What you will do: Please give, exactly as they appear below, the line with "oninput: move |evt: FormEvent|" and every line after it through the final one, and nothing else.

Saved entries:
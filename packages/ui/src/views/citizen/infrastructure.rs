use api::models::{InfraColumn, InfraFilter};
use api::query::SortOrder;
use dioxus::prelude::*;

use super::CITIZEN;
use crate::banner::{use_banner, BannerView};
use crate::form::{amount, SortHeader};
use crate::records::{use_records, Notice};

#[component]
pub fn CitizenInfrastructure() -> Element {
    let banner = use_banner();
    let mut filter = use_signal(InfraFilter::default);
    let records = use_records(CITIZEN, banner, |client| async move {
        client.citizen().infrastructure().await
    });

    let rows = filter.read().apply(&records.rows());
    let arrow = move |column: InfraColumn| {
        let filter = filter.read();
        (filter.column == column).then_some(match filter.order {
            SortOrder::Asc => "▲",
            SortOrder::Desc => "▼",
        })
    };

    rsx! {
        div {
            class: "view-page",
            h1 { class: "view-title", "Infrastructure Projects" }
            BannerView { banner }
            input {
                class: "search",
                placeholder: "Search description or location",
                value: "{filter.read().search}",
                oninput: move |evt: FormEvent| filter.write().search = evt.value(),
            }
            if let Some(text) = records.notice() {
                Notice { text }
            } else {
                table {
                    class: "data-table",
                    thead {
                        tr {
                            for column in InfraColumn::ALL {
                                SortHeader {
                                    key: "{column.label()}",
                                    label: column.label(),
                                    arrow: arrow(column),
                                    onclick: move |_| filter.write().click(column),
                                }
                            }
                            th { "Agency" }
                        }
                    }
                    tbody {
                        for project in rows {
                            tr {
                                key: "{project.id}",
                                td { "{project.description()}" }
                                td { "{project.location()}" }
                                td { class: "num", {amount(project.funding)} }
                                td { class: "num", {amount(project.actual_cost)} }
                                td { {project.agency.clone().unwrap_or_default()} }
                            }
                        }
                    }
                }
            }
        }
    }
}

Answer to the problem:
                oninput: move |evt: FormEvent| filter.write().search = evt.value(),
            }
            if let Some(text) = records.notice() {
                Notice { text }
            } else {
                table {
                    class: "data-table",
                    thead {
                        tr {
                            for column in InfraColumn::ALL {
                                SortHeader {
                                    key: "{column.label()}",
                                    label: column.label(),
                                    arrow: arrow(column),
                                    onclick: move |_| filter.write().click(column),
                                }
                            }
                            th { "Agency" }
                        }
                    }
                    tbody {
                        for project in rows {
                            tr {
                                key: "{project.id}",
                                td { "{project.description()}" }
                                td { "{project.location()}" }
                                td { class: "num", {amount(project.funding)} }
                                td { class: "num", {amount(project.actual_cost)} }
                                td { {project.agency.clone().unwrap_or_default()} }
                            }
                        }
                    }
                }
            }
        }
    }
}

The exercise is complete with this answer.